This title appears in the Scientific Report : 2015 

Molecular View of Ligands Specificity for CAG Repeats in Anti-Huntington Therapy
Bochicchio, Anna
Rossetti, Giulia (Corresponding author) / Tabarrini, Oriana / Krauβ, Sybille / Carloni, Paolo
GRS; GRS Jülich; German Research School for Simulation Sciences
Computational Biomedicine; INM-9
Computational Biomedicine; IAS-5
Jülich Supercomputing Center; JSC
Journal of chemical theory and computation, 11 (2015) 10, S. 4911 - 4922
Washington, DC American Chemical Society (ACS) 2015
10.1021/acs.jctc.5b00208
26574279
Journal Article
(Dys-)function and Plasticity
Computational Science and Mathematical Methods
Please use the identifier: http://dx.doi.org/10.1021/acs.jctc.5b00208 in citations.

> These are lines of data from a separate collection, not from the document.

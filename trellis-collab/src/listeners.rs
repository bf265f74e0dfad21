//! Callback registries with scoped unsubscription.

use std::sync::{Arc, Weak};

use parking_lot::Mutex;

type Callback<T> = Arc<dyn Fn(&T) + Send + Sync>;

struct Table<T> {
    next_id: u64,
    entries: Vec<(u64, Callback<T>)>,
}

/// A set of callbacks invoked with `&T` on every [`Listeners::emit`].
pub struct Listeners<T> {
    table: Arc<Mutex<Table<T>>>,
}

impl<T> Clone for Listeners<T> {
    fn clone(&self) -> Self {
        Self { table: self.table.clone() }
    }
}

impl<T> Default for Listeners<T> {
    fn default() -> Self {
        Self::new()
    }
}

impl<T> Listeners<T> {
    pub fn new() -> Self {
        Self {
            table: Arc::new(Mutex::new(Table { next_id: 0, entries: Vec::new() })),
        }
    }

    pub fn len(&self) -> usize {
        self.table.lock().entries.len()
    }

    pub fn is_empty(&self) -> bool {
        self.len() == 0
    }

    pub fn clear(&self) {
        self.table.lock().entries.clear();
    }

    /// Invoke every callback. The table is not locked while callbacks run,
    /// so a callback may subscribe or unsubscribe.
    pub fn emit(&self, value: &T) {
        let callbacks: Vec<Callback<T>> =
            self.table.lock().entries.iter().map(|(_, cb)| cb.clone()).collect();
        for cb in callbacks {
            cb(value);
        }
    }
}

impl<T: 'static> Listeners<T> {
    pub fn add<F>(&self, callback: F) -> Subscription
    where
        F: Fn(&T) + Send + Sync + 'static,
    {
        let id = {
            let mut table = self.table.lock();
            let id = table.next_id;
            table.next_id += 1;
            table.entries.push((id, Arc::new(callback)));
            id
        };
        let weak: Weak<Mutex<Table<T>>> = Arc::downgrade(&self.table);
        Subscription::new(move || {
            if let Some(table) = weak.upgrade() {
                table.lock().entries.retain(|(entry, _)| *entry != id);
            }
        })
    }
}

/// Removes its callback when dropped or when [`Subscription::unsubscribe`] is called.
#[must_use = "dropping a Subscription unsubscribes immediately"]
pub struct Subscription {
    remove: Option<Box<dyn FnOnce() + Send + Sync>>,
}

impl Subscription {
    fn new(remove: impl FnOnce() + Send + Sync + 'static) -> Self {
        Self { remove: Some(Box::new(remove)) }
    }

    pub fn unsubscribe(mut self) {
        if let Some(remove) = self.remove.take() {
            remove();
        }
    }

    /// Keep the callback registered for the lifetime of the registry.
    pub fn detach(mut self) {
        self.remove = None;
    }
}

impl Drop for Subscription {
    fn drop(&mut self) {
        if let Some(remove) = self.remove.take() {
            remove();
        }
    }
}

impl std::fmt::Debug for Subscription {
    fn fmt(&self, f: &mut std::fmt::Formatter<'_>) -> std::fmt::Result {
        f.debug_struct("Subscription").field("active", &self.remove.is_some()).finish()
    }
}
impl RoomActor {
    fn new(document_id: DocumentId, store: Arc<dyn SnapshotStore>, config: RoomConfig) -> Self {
        Self {
            sessions: BroadcastGroup::new(config.session_buffer),
            persistence: Persistence {
                loaded: false,
                persisted: None,
                dirty_since: None,
                next_attempt: None,
                retry: Backoff::new(config.retry.clone()),
                degraded: false,
                failures: 0,
            },
            document_id,
            store,
            config,
            replica: DocumentReplica::with_random_id(),
            lifecycle: Lifecycle::Initializing,
            idle_since: Some(Instant::now()),
            updates_applied: 0,
            messages_dropped: 0,
            shutdown_reply: None,
        }
    }

    async fn run(mut self, mut rx: mpsc::Receiver<RoomCommand>) {
        // Commands sent meanwhile wait in the channel.
        self.initialize().await;
        self.lifecycle = Lifecycle::Ready;
        log::info!(
            "{} ready (health {:?})",
            self.document_id.room_name(),
            self.health()
        );

        loop {
            let deadline = self.next_deadline();
            let flow = tokio::select! {
                cmd = rx.recv() => match cmd {
                    Some(cmd) => self.handle(cmd).await,
                    None => Flow::Stop,
                },
                _ = sleep_until(deadline) => self.on_timer().await,
            };
            if flow == Flow::Stop {
                break;
            }
        }

        rx.close();
        if self.persistence.loaded && self.persistence.dirty_since.is_some() {
            if let Err(e) = self.flush().await {
                log::error!(
                    "{} stopping with unsaved changes: {e}",
                    self.document_id.room_name()
                );
            }
        }
        self.sessions.clear();
        log::info!("{} stopped", self.document_id.room_name());
        if let Some(reply) = self.shutdown_reply.take() {
            let _ = reply.send(());
        }
    }

    async fn initialize(&mut self) {
        let attempts = self.config.load_attempts.max(1);
        for attempt in 1..=attempts {
            match storage::load_snapshot(&self.store, &self.document_id).await {
                Ok(stored) => {
                    self.apply_stored(stored);
                    return;
                }
                Err(e) => {
                    self.persistence.failures += 1;
                    log::warn!(
                        "{}: snapshot load attempt {attempt}/{attempts} failed: {e}",
                        self.document_id.room_name()
                    );
                    if attempt < attempts {
                        tokio::time::sleep(self.persistence.retry.next_delay()).await;
                    }
                }
            }
        }
        // Serve from memory; never write until a load succeeds.
        self.persistence.degraded = true;
        self.schedule_retry();
    }

    fn apply_stored(&mut self, stored: Option<Vec<u8>>) {
        let p = &mut self.persistence;
        p.loaded = true;
        p.degraded = false;
        p.next_attempt = None;
        p.retry.reset();

        if let Some(bytes) = stored {
            let delta = Delta::from_bytes(bytes);
            match self.replica.apply_remote_delta(&delta) {
                Ok(()) => {
                    log::info!(
                        "{} restored snapshot ({} bytes)",
                        self.document_id.room_name(),
                        delta.len()
                    );
                    // Sessions that joined while storage was down lack this state.
                    if !self.sessions.is_empty() {
                        if let Ok(frame) = SyncMessage::update(&delta).encode_frame() {
                            self.sessions.broadcast_except(None, &frame);
                        }
                    }
                }
                Err(e) => log::error!(
                    "{}: stored snapshot is unreadable, starting empty: {e}",
                    self.document_id.room_name()
                ),
            }
        }
        if self.persistence.dirty_since.is_none() {
            self.persistence.persisted = Some(self.replica.version());
        }
    }

    async fn handle(&mut self, cmd: RoomCommand) -> Flow {
        match cmd {
            RoomCommand::Connect { reply } => self.connect(reply),
            RoomCommand::Message { session, frame } => self.handle_message(session, frame).await,
            RoomCommand::Disconnect { session } => {
                if self.sessions.remove_session(&session) {
                    log::info!(
                        "session {session} left {} ({} open)",
                        self.document_id.room_name(),
                        self.sessions.len()
                    );
                }
                self.touch_idle();
            }
            RoomCommand::Info { reply } => {
                let _ = reply.send(self.info());
            }
            RoomCommand::Content { reply } => {
                let _ = reply.send(self.replica.content());
            }
            RoomCommand::Flush { reply } => {
                let result = if self.persistence.loaded {
                    self.flush().await
                } else {
                    Err(StoreError::Task("snapshot has not been loaded".into()))
                };
                let _ = reply.send(result);
            }
            RoomCommand::Shutdown { reply } => {
                self.shutdown_reply = Some(reply);
                return Flow::Stop;
            }
        }
        Flow::Continue
    }

    fn connect(&mut self, reply: oneshot::Sender<(SessionId, mpsc::Receiver<Bytes>)>) {
        let id = SessionId::new();
        let outbound = self.sessions.add_session(id);
        // Queued first, so it precedes any relayed delta.
        match SyncMessage::sync(&self.replica.encode_full_state()).encode_frame() {
            Ok(frame) => {
                self.sessions.send_to(&id, frame);
            }
            Err(e) => log::error!("failed to encode sync for session {id}: {e}"),
        }
        if reply.send((id, outbound)).is_err() {
            self.sessions.remove_session(&id);
            self.touch_idle();
            return;
        }
        self.idle_since = None;
        log::info!(
            "session {id} joined {} ({} open)",
            self.document_id.room_name(),
            self.sessions.len()
        );
    }

    async fn handle_message(&mut self, session: SessionId, frame: Bytes) {
        let msg = match SyncMessage::decode(&frame) {
            Ok(msg) => msg,
            Err(e) => {
                self.messages_dropped += 1;
                log::warn!("dropping malformed message from session {session}: {e}");
                return;
            }
        };
        match msg {
            SyncMessage::Update { data } => {
                let delta = Delta::from_bytes(data);
                if let Err(e) = self.replica.apply_remote_delta(&delta) {
                    self.messages_dropped += 1;
                    log::warn!("dropping update from session {session}: {e}");
                    return;
                }
                self.updates_applied += 1;
                if self.persistence.dirty_since.is_none() {
                    self.persistence.dirty_since = Some(Instant::now());
                }
                if self.config.snapshot_debounce.is_zero()
                    && self.persistence.loaded
                    && self.persistence.next_attempt.is_none()
                {
                    let _ = self.flush().await;
                }
                self.relay(session, &frame);
            }
            SyncMessage::Cursor(_) | SyncMessage::Awareness { .. } => {
                log::trace!("relaying {} from session {session}", msg.kind());
                self.relay(session, &frame);
            }
            SyncMessage::Sync { .. } => {
                self.messages_dropped += 1;
                log::warn!("session {session} sent a sync message, ignoring");
            }
        }
    }

    fn relay(&mut self, from: SessionId, frame: &Bytes) {
        let outcome = self.sessions.broadcast_except(Some(&from), frame);
        if !outcome.evicted.is_empty() {
            for id in &outcome.evicted {
                log::info!("session {id} evicted from {}", self.document_id.room_name());
            }
            self.touch_idle();
        }
    }

    /// Write the snapshot if the replica moved past the persisted version.
    async fn flush(&mut self) -> Result<(), StoreError> {
        let version = self.replica.version();
        if self.persistence.persisted.as_ref() == Some(&version) {
            self.persistence.dirty_since = None;
            return Ok(());
        }
        let snapshot = self.replica.encode_full_state().into_bytes();
        match storage::save_snapshot(&self.store, &self.document_id, snapshot).await {
            Ok(()) => {
                let p = &mut self.persistence;
                if p.degraded {
                    log::info!("{} persistence recovered", self.document_id.room_name());
                }
                log::debug!("{} persisted version {version}", self.document_id.room_name());
                p.persisted = Some(version);
                p.dirty_since = None;
                p.degraded = false;
                p.next_attempt = None;
                p.retry.reset();
                Ok(())
            }
            Err(e) => {
                self.persistence.failures += 1;
                self.persistence.degraded = true;
                let delay = self.schedule_retry();
                log::warn!(
                    "{}: snapshot write failed, retrying in {delay:?}: {e}",
                    self.document_id.room_name()
                );
                Err(e)
            }
        }
    }

    async fn retry_load(&mut self) {
        match storage::load_snapshot(&self.store, &self.document_id).await {
            Ok(stored) => {
                log::info!("{} snapshot storage available again", self.document_id.room_name());
                self.apply_stored(stored);
            }
            Err(e) => {
                self.persistence.failures += 1;
                let delay = self.schedule_retry();
                log::warn!(
                    "{}: snapshot load failed, retrying in {delay:?}: {e}",
                    self.document_id.room_name()
                );
            }
        }
    }

    async fn on_timer(&mut self) -> Flow {
        let now = Instant::now();
        let retry_due = self.persistence.next_attempt.map_or(true, |t| t <= now);
        if !self.persistence.loaded {
            if retry_due {
                self.retry_load().await;
            }
        } else if let Some(since) = self.persistence.dirty_since {
            if retry_due && since + self.config.snapshot_debounce <= now {
                let _ = self.flush().await;
            }
        }

        if self.idle_expired(Instant::now()) {
            log::info!("{} idle, shutting down", self.document_id.room_name());
            return Flow::Stop;
        }
        Flow::Continue
    }

    fn next_deadline(&self) -> Option<Instant> {
        let p = &self.persistence;
        let flush = match (p.loaded, p.dirty_since) {
            (true, Some(since)) => {
                let due = since + self.config.snapshot_debounce;
                Some(p.next_attempt.map_or(due, |retry| retry.max(due)))
            }
            _ => None,
        };
        let load = if p.loaded { None } else { p.next_attempt };
        let idle = if self.sessions.is_empty() && p.dirty_since.is_none() {
            self.idle_since.map(|t| t + self.config.idle_shutdown)
        } else {
            None
        };
        [flush, load, idle].into_iter().flatten().min()
    }

    fn idle_expired(&self, now: Instant) -> bool {
        self.sessions.is_empty()
            && self.persistence.dirty_since.is_none()
            && self
                .idle_since
                .is_some_and(|t| t + self.config.idle_shutdown <= now)
    }

    fn touch_idle(&mut self) {
        if self.sessions.is_empty() && self.idle_since.is_none() {
            self.idle_since = Some(Instant::now());
        }
    }

    fn schedule_retry(&mut self) -> Duration {
        let delay = self.persistence.retry.next_delay();
        self.persistence.next_attempt = Some(Instant::now() + delay);
        delay
    }

    fn health(&self) -> RoomHealth {
        match self.lifecycle {
            Lifecycle::Initializing => RoomHealth::Initializing,
            Lifecycle::Ready if self.persistence.degraded => RoomHealth::Degraded,
            Lifecycle::Ready => RoomHealth::Ready,
        }
    }

    fn info(&self) -> RoomInfo {
        RoomInfo {
            document_id: self.document_id.to_string(),
            room: self.document_id.room_name(),
            active: true,
            sessions: self.sessions.len(),
            health: self.health(),
            updates_applied: self.updates_applied,
            messages_dropped: self.messages_dropped,
            sessions_evicted: self.sessions.stats().sessions_evicted,
            persist_failures: self.persistence.failures,
            persisted_version: self.persistence.persisted.as_ref().map(|v| v.to_string()),
            dirty: self.persistence.dirty_since.is_some(),
        }
    }
}
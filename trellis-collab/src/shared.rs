//! Thread-safe handle to a replica with update notification.
//!
//! The sync provider and the offline layer both observe one replica. Every
//! applied delta is pushed, with its origin, to each subscriber in the
//! order it was applied.

use std::sync::Arc;

use parking_lot::Mutex;
use tokio::sync::mpsc;

use crate::document::{
    Delta, DocumentContent, DocumentError, DocumentId, DocumentReplica, EditOp, ReplicaId,
    TextField, Version,
};

/// Where an applied delta came from.
#[derive(Debug, Clone, Copy, PartialEq, Eq)]
pub enum UpdateOrigin {
    /// Produced by an edit on this replica.
    Local,
    /// Received from the network.
    Remote,
    /// Replayed from the local durable store.
    Offline,
}

#[derive(Debug, Clone)]
pub struct DocumentUpdate {
    pub origin: UpdateOrigin,
    pub delta: Delta,
}

struct Inner {
    document_id: DocumentId,
    replica: Mutex<DocumentReplica>,
    subscribers: Mutex<Vec<mpsc::UnboundedSender<DocumentUpdate>>>,
}

/// Cloneable handle to one document replica.
#[derive(Clone)]
pub struct SharedDocument {
    inner: Arc<Inner>,
}

impl SharedDocument {
    pub fn new(document_id: DocumentId, replica: DocumentReplica) -> Self {
        Self {
            inner: Arc::new(Inner {
                document_id,
                replica: Mutex::new(replica),
                subscribers: Mutex::new(Vec::new()),
            }),
        }
    }

    /// Fresh replica with a random id.
    pub fn open(document_id: DocumentId) -> Self {
        Self::new(document_id, DocumentReplica::with_random_id())
    }

    pub fn document_id(&self) -> &DocumentId {
        &self.inner.document_id
    }

    pub fn replica_id(&self) -> ReplicaId {
        self.inner.replica.lock().replica_id()
    }

    /// Apply an edit synchronously. Subscribers are notified before this returns.
    pub fn apply_local_edit(&self, op: &EditOp) -> Result<Delta, DocumentError> {
        let mut replica = self.inner.replica.lock();
        let delta = replica.apply_local_edit(op)?;
        if !delta.is_empty() {
            self.notify(DocumentUpdate { origin: UpdateOrigin::Local, delta: delta.clone() });
        }
        Ok(delta)
    }

    pub fn apply_remote(&self, delta: &Delta, origin: UpdateOrigin) -> Result<(), DocumentError> {
        if delta.is_empty() {
            return Ok(());
        }
        let mut replica = self.inner.replica.lock();
        replica.apply_remote_delta(delta)?;
        self.notify(DocumentUpdate { origin, delta: delta.clone() });
        Ok(())
    }

    pub fn encode_full_state(&self) -> Delta {
        self.inner.replica.lock().encode_full_state()
    }

    pub fn content(&self) -> DocumentContent {
        self.inner.replica.lock().content()
    }

    pub fn text(&self, field: TextField) -> String {
        self.inner.replica.lock().text(field)
    }

    pub fn version(&self) -> Version {
        self.inner.replica.lock().version()
    }

    /// Receive every delta applied from now on.
    pub fn subscribe(&self) -> mpsc::UnboundedReceiver<DocumentUpdate> {
        let (tx, rx) = mpsc::unbounded_channel();
        self.inner.subscribers.lock().push(tx);
        rx
    }

    pub fn subscriber_count(&self) -> usize {
        let mut subscribers = self.inner.subscribers.lock();
        subscribers.retain(|tx| !tx.is_closed());
        subscribers.len()
    }

    // Called with the replica lock held so delivery order matches apply order.
    fn notify(&self, update: DocumentUpdate) {
        let mut subscribers = self.inner.subscribers.lock();
        subscribers.retain(|tx| tx.send(update.clone()).is_ok());
    }
}

impl std::fmt::Debug for SharedDocument {
    fn fmt(&self, f: &mut std::fmt::Formatter<'_>) -> std::fmt::Result {
        f.debug_struct("SharedDocument")
            .field("document_id", &self.inner.document_id)
            .finish_non_exhaustive()
    }
}

#[cfg(test)]
mod tests {
    use super::*;

    fn doc() -> SharedDocument {
        SharedDocument::open(DocumentId::new("shared-test").unwrap())
    }

    #[test]
    fn test_subscribers_see_updates_in_order() {
        let shared = doc();
        let mut rx = shared.subscribe();

        let d1 = shared.apply_local_edit(&EditOp::insert(TextField::Body, 0, "a")).unwrap();
        let other = doc();
        let remote = other.apply_local_edit(&EditOp::insert(TextField::Title, 0, "t")).unwrap();
        shared.apply_remote(&remote, UpdateOrigin::Remote).unwrap();

        let first = rx.try_recv().unwrap();
        assert_eq!(first.origin, UpdateOrigin::Local);
        assert_eq!(first.delta, d1);
        let second = rx.try_recv().unwrap();
        assert_eq!(second.origin, UpdateOrigin::Remote);
        assert!(rx.try_recv().is_err());
        assert_eq!(shared.content().title, "t");
    }

    #[test]
    fn test_failed_apply_does_not_notify() {
        let shared = doc();
        let mut rx = shared.subscribe();
        let bad = Delta::from_bytes(b"garbage".to_vec());
        assert!(shared.apply_remote(&bad, UpdateOrigin::Remote).is_err());
        assert!(shared.apply_local_edit(&EditOp::delete(TextField::Body, 3, 1)).is_err());
        assert!(rx.try_recv().is_err());
    }

    #[test]
    fn test_dropped_subscribers_are_pruned() {
        let shared = doc();
        let rx = shared.subscribe();
        let _keep = shared.subscribe();
        drop(rx);
        shared.apply_local_edit(&EditOp::insert(TextField::Body, 0, "x")).unwrap();
        assert_eq!(shared.subscriber_count(), 1);
    }
}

Huntington’s disease is a fatal and devastating neurodegenerative genetic disorder for which there is currently no cure. It is characterized by Huntingtin protein’s mRNA transcripts with 36 or more CAG repeats. Inhibiting the formation of pathological complexes between these expanded transcripts and target proteins may be a valuable strategy against the disease. Yet, the rational design of molecules specifically targeting the expanded CAG repeats is limited by the lack of structural information. Here, we use well-tempered metadynamics-based free energy calculations to investigate pose and affinity of two ligands targeting CAG repeats for which affinities have been previously measured. The first consists of two 4-guanidinophenyl rings linked by an ester group. It is the most potent ligand identified so far, with Kd = 60(30) nM. The second consists of a 4-phenyl dihydroimidazole and 4–1H-indole dihydroimidazole connected by a C–C bond (Kd = 700(80) nM). Our calculations reproduce the experimental affinities and uncover the recognition pattern between ligands’ and their RNA target. They also provide a molecular basis for the markedly different affinity of the two ligands for CAG repeats as observed experimentally. These findings may pave the way for a structure-based hit-to-lead optimization to further improve ligand selectivity toward CAG repeat-containing mRNAs.